• **Work request**
Search the records below for the line containing "assert_eq!(saved, manifest);". Write out that line and every line after it exactly as written.

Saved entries
▼

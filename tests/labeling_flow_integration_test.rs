//! End-to-end labeling flow: queue setup, leasing, submission, agreement,
//! and export.

use chrono::{TimeZone, Utc};
use serde_json::json;
use std::fs;
use std::path::PathBuf;
use std::sync::Arc;

use anvil::agreement::{self, AgreementMetric};
use anvil::core::{Clock, FixedClock, MemorySink};
use anvil::dispatch::{DispatchError, Dispatcher, DispatcherConfig};
use anvil::export::{ExportFormat, ExportOptions, Exporter, Manifest};
use anvil::model::{FieldDef, FieldType, JsonMap, Labeler, PolicyConfig, Queue, SampleRef, SchemaVersion};
use anvil::store::{MemoryStore, Store};

struct Harness {
    store: Arc<MemoryStore>,
    clock: Arc<FixedClock>,
    dispatcher: Dispatcher,
    queue: Queue,
}

async fn harness(labels_per_sample: u32) -> Harness {
    let store = Arc::new(MemoryStore::new());
    let clock = Arc::new(FixedClock::new(
        Utc.with_ymd_and_hms(2024, 3, 1, 9, 0, 0).unwrap(),
    ));

    let version = SchemaVersion::new(
        "q-pending",
        "tenant-a",
        1,
        vec![
            FieldDef::new("sentiment", FieldType::Select)
                .required()
                .with_options(["positive", "negative", "neutral"]),
            FieldDef::new("confidence", FieldType::Range).with_bounds(1.0, 5.0),
        ],
    );
    let version = store.put_schema_version(version).await.unwrap();

    let queue = Queue::new(
        "tenant-a",
        "sentiment-reviews",
        &version.id,
        "forge.reviews",
        clock.now(),
    )
    .with_labels_per_sample(labels_per_sample)
    .with_policy(PolicyConfig::Redundancy {
        labels_per_sample,
        allow_same_labeler: false,
    })
    .with_timeout_seconds(600);
    let queue = store.put_queue(queue).await.unwrap();

    for id in ["s1", "s2"] {
        let mut sample = SampleRef::new(&queue.id, "tenant-a", format!("forge-{id}"));
        sample.id = id.to_string();
        store.put_sample(sample).await.unwrap();
    }

    for id in ["L1", "L2"] {
        let mut labeler = Labeler::new("tenant-a", format!("{id}@example.com"));
        labeler.id = id.to_string();
        labeler.pseudonym = Some(format!("labeler_{:016x}", id.len() as u64));
        store.put_labeler(labeler).await.unwrap();
    }

    let dispatcher = Dispatcher::new(
        store.clone(),
        clock.clone(),
        Arc::new(MemorySink::new()),
        DispatcherConfig::default(),
    );

    Harness {
        store,
        clock,
        dispatcher,
        queue,
    }
}

fn sentiment(value: &str, confidence: i64) -> JsonMap {
    let mut payload = JsonMap::new();
    payload.insert("sentiment".into(), json!(value));
    payload.insert("confidence".into(), json!(confidence));
    payload
}

fn scratch_dir() -> PathBuf {
    let dir = std::env::temp_dir().join(format!("anvil-e2e-{}", uuid::Uuid::new_v4()));
    fs::create_dir_all(&dir).unwrap();
    dir
}

#[tokio::test]
async fn sentiment_queue_end_to_end() {
    let h = harness(2).await;

    // Both labelers label both samples.
    for labeler in ["L1", "L2"] {
        for _ in 0..2 {
            let assignment = h
                .dispatcher
                .fetch_next(&h.queue.id, labeler, "tenant-a")
                .await
                .unwrap();
            h.clock.advance(chrono::Duration::seconds(5));
            h.dispatcher
                .submit_label(
                    &assignment.id,
                    labeler,
                    "tenant-a",
                    sentiment("positive", 4),
                )
                .await
                .unwrap();
        }
    }

    // Queue is exhausted at k = 2.
    let err = h
        .dispatcher
        .fetch_next(&h.queue.id, "L1", "tenant-a")
        .await
        .unwrap_err();
    assert_eq!(err, DispatchError::NoSamples);

    // Two raters -> Cohen, and the score is a sane agreement value.
    let labels = h
        .store
        .list_queue_labels(&h.queue.id, "tenant-a", 0, usize::MAX)
        .await
        .unwrap();
    assert_eq!(labels.len(), 4);
    let score = agreement::compute(&labels, Some("sentiment"), None).unwrap();
    assert_eq!(score.metric, AgreementMetric::Cohen);
    assert!((-1.0..=1.0).contains(&score.score));

    // Both export formats succeed and order rows deterministically.
    let dir = scratch_dir();
    let exporter = Exporter::new(h.store.clone(), h.clock.clone());

    let jsonl_path = dir.join("labels.jsonl");
    let manifest = exporter
        .export(
            &h.queue.id,
            "tenant-a",
            &ExportOptions::new(&jsonl_path, ExportFormat::Jsonl),
        )
        .await
        .unwrap();
    assert_eq!(manifest.row_count, 4);

    let content = fs::read_to_string(&jsonl_path).unwrap();
    assert!(!content.ends_with("\n\n"));
    let keys: Vec<(String, String, String)> = content
        .lines()
        .map(|line| {
            let row: serde_json::Value = serde_json::from_str(line).unwrap();
            (
                row["sample_id"].as_str().unwrap().to_string(),
                row["labeler_id"].as_str().unwrap().to_string(),
                row["submitted_at"].as_str().unwrap().to_string(),
            )
        })
        .collect();
    let mut sorted = keys.clone();
    sorted.sort();
    assert_eq!(keys, sorted);

    let csv_path = dir.join("labels.csv");
    exporter
        .export(
            &h.queue.id,
            "tenant-a",
            &ExportOptions::new(&csv_path, ExportFormat::Csv),
        )
        .await
        .unwrap();
    let csv = fs::read_to_string(&csv_path).unwrap();
    let mut lines = csv.lines();
    assert_eq!(lines.next(), Some("sample_id,labeler_id,confidence,sentiment"));
    let data_keys: Vec<(String, String)> = lines
        .map(|line| {
            let mut cells = line.split(',');
            (
                cells.next().unwrap().to_string(),
                cells.next().unwrap().to_string(),
            )
        })
        .collect();
    assert_eq!(data_keys.len(), 4);
    let mut sorted = data_keys.clone();
    sorted.sort();
    assert_eq!(data_keys, sorted);

    fs::remove_dir_all(&dir).unwrap();
}

#[tokio::test]
async fn invalid_select_value_is_rejected_with_field_errors() {
    let h = harness(1).await;

    let assignment = h
        .dispatcher
        .fetch_next(&h.queue.id, "L1", "tenant-a")
        .await
        .unwrap();

    let mut payload = JsonMap::new();
    payload.insert("sentiment".into(), json!("invalid"));

    let err = h
        .dispatcher
        .submit_label(&assignment.id, "L1", "tenant-a", payload)
        .await
        .unwrap_err();
    match err {
        DispatchError::Validation(errors) => {
            assert!(errors.iter().any(|e| e.field == "sentiment"));
        }
        other => panic!("expected a validation failure, got {other:?}"),
    }

    // Nothing was written.
    let labels = h
        .store
        .list_queue_labels(&h.queue.id, "tenant-a", 0, usize::MAX)
        .await
        .unwrap();
    assert!(labels.is_empty());

    // A valid retry on the same reservation succeeds.
    h.dispatcher
        .submit_label(&assignment.id, "L1", "tenant-a", sentiment("negative", 2))
        .await
        .unwrap();
}

#[tokio::test]
async fn manifest_round_trips_and_hash_matches_the_file() {
    let h = harness(1).await;

    let assignment = h
        .dispatcher
        .fetch_next(&h.queue.id, "L1", "tenant-a")
        .await
        .unwrap();
    h.dispatcher
        .submit_label(&assignment.id, "L1", "tenant-a", sentiment("neutral", 3))
        .await
        .unwrap();

    let dir = scratch_dir();
    let output = dir.join("out.jsonl");
    let exporter = Exporter::new(h.store.clone(), h.clock.clone());
    let manifest = exporter
        .export(
            &h.queue.id,
            "tenant-a",
            &ExportOptions::new(&output, ExportFormat::Jsonl),
        )
        .await
        .unwrap();

    // The manifest next to the artifact round-trips to the same value.
    let manifest_path = Manifest::manifest_path(&manifest.output_path);
    let saved = Manifest::from_json(&fs::read_to_string(manifest_path).unwrap()).unwrap();
    assert_eq!(saved, manifest);

    // And its hash is the hash of the artifact's bytes.
    use sha2::{Digest, Sha256};
    let bytes = fs::read(&output).unwrap();
    let expected = hex::encode(Sha256::digest(&bytes));
    assert_eq!(saved.sha256_hash, expected);

    fs::remove_dir_all(&dir).unwrap();
}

▲

• **Solution**
    assert_eq!(saved, manifest);

    // And its hash is the hash of the artifact's bytes.
    use sha2::{Digest, Sha256};
    let bytes = fs::read(&output).unwrap();
    let expected = hex::encode(Sha256::digest(&bytes));
    assert_eq!(saved.sha256_hash, expected);

    fs::remove_dir_all(&dir).unwrap();
}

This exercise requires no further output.